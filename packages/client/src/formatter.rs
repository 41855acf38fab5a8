//! Message formatting utilities for client display.

use zashiki_server::infrastructure::dto::websocket::ServerMessage;
use zashiki_shared::time::timestamp_to_rfc3339;

const RULE: &str = "============================================================";

/// Message formatter for client display
pub struct MessageFormatter;

impl MessageFormatter {
    /// Format any server message received at `received_at` (milliseconds)
    pub fn format_server_message(message: &ServerMessage, me: &str, received_at: i64) -> String {
        match message {
            ServerMessage::ReloadUsersRoom { users } => Self::format_presence(users, me),
            ServerMessage::DrawComponent { xml } => Self::format_diagram(xml, received_at),
            ServerMessage::SaveResponse { success, message } => {
                Self::format_save_response(*success, message)
            }
        }
    }

    /// Format the presence list, marking entries with the current name
    ///
    /// # Arguments
    ///
    /// * `users` - Display names in join order (may repeat)
    /// * `me` - The current client's display name
    pub fn format_presence(users: &[String], me: &str) -> String {
        let mut output = String::new();
        output.push_str("\n\n");
        output.push_str(RULE);
        output.push_str(&format!("\nIn room ({}):\n", users.len()));

        if users.is_empty() {
            output.push_str("(No participants)\n");
        } else {
            for user in users {
                let me_suffix = if user == me { " (me)" } else { "" };
                output.push_str(&format!("{}{}\n", user, me_suffix));
            }
        }

        output.push_str(RULE);
        output.push('\n');
        output
    }

    /// Format a diagram update from another peer
    pub fn format_diagram(xml: &str, received_at: i64) -> String {
        format!(
            "\n\n------------------------------------------------------------\n\
             ~ diagram updated at {}\n\
             {}\n\
             ------------------------------------------------------------\n",
            timestamp_to_rfc3339(received_at),
            xml
        )
    }

    pub fn format_save_response(success: bool, message: &str) -> String {
        if success {
            format!("\n[saved] {}\n", message)
        } else {
            format!("\n[save failed] {}\n", message)
        }
    }

    /// Format a confirmation message after sending
    pub fn format_sent_confirmation(sent_at: i64) -> String {
        format!("sent at {}\n", timestamp_to_rfc3339(sent_at))
    }

    /// Format a binary message notification
    pub fn format_binary_message(byte_count: usize) -> String {
        format!("\n← Received {} bytes of binary data\n", byte_count)
    }

    /// Format a raw text message (when parsing fails)
    pub fn format_raw_message(text: &str) -> String {
        format!("\n← Received: {}\n", text)
    }
}

#[cfg(test)]
mod tests {
    use super::*;

    #[test]
    fn test_format_presence_with_empty_list() {
        // テスト項目: 在室者が空の場合、適切なメッセージが表示される
        // given (前提条件):
        let users: Vec<String> = vec![];

        // when (操作):
        let result = MessageFormatter::format_presence(&users, "alice");

        // then (期待する結果):
        assert!(result.contains("In room (0):"));
        assert!(result.contains("(No participants)"));
        assert!(result.contains(RULE));
    }

    #[test]
    fn test_format_presence_marks_me() {
        // テスト項目: 自分の表示名にマークが付き、他の在室者には付かない
        // given (前提条件):
        let users = vec!["alice".to_string(), "bob".to_string()];

        // when (操作):
        let result = MessageFormatter::format_presence(&users, "alice");

        // then (期待する結果):
        assert!(result.contains("In room (2):"));
        assert!(result.contains("alice (me)\n"));
        assert!(result.contains("bob\n"));
        assert!(!result.contains("bob (me)"));
    }

    #[test]
    fn test_format_presence_keeps_duplicates() {
        // テスト項目: 同名の在室者はそれぞれ表示される
        // given (前提条件):
        let users = vec!["alice".to_string(), "alice".to_string()];

        // when (操作):
        let result = MessageFormatter::format_presence(&users, "bob");

        // then (期待する結果):
        assert_eq!(result.matches("alice\n").count(), 2);
    }

    #[test]
    fn test_format_diagram() {
        // テスト項目: 図の更新が内容と受信時刻付きでフォーマットされる
        // given (前提条件):
        let xml = "<mxGraphModel/>";
        let received_at = 1672498800000;

        // when (操作):
        let result = MessageFormatter::format_diagram(xml, received_at);

        // then (期待する結果):
        assert!(result.contains("diagram updated at 2022-12-31T15:00:00.000Z"));
        assert!(result.contains("<mxGraphModel/>"));
    }

    #[test]
    fn test_format_save_response() {
        // テスト項目: 保存応答の成否に応じて表示が変わる
        // given (前提条件):
        let message = "Diagram saved successfully";

        // when (操作):
        let ok = MessageFormatter::format_save_response(true, message);
        let ng = MessageFormatter::format_save_response(false, "disk full");

        // then (期待する結果):
        assert_eq!(ok, "\n[saved] Diagram saved successfully\n");
        assert_eq!(ng, "\n[save failed] disk full\n");
    }

    #[test]
    fn test_format_server_message_dispatches_by_type() {
        // テスト項目: ServerMessage の種類ごとに対応するフォーマットが使われる
        // given (前提条件):
        let presence = ServerMessage::ReloadUsersRoom {
            users: vec!["alice".to_string()],
        };
        let draw = ServerMessage::DrawComponent {
            xml: "<x/>".to_string(),
        };

        // when (操作):
        let presence_out = MessageFormatter::format_server_message(&presence, "alice", 0);
        let draw_out = MessageFormatter::format_server_message(&draw, "alice", 0);

        // then (期待する結果):
        assert_eq!(
            presence_out,
            MessageFormatter::format_presence(&["alice".to_string()], "alice")
        );
        assert_eq!(draw_out, MessageFormatter::format_diagram("<x/>", 0));
    }

    #[test]
    fn test_format_raw_and_binary() {
        // テスト項目: 解釈できないメッセージがそのまま表示される
        // given (前提条件):
        let text = "not json";

        // when (操作):
        let raw = MessageFormatter::format_raw_message(text);
        let binary = MessageFormatter::format_binary_message(3);

        // then (期待する結果):
        assert_eq!(raw, "\n← Received: not json\n");
        assert_eq!(binary, "\n← Received 3 bytes of binary data\n");
    }
}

:::

— INSTRUCTIONS TO FOLLOW —
Take each line of the material that contains the word "updated" and list it.

— TASK OUTPUT —
             ~ diagram updated at {}\n\
        assert!(result.contains("diagram updated at 2022-12-31T15:00:00.000Z"));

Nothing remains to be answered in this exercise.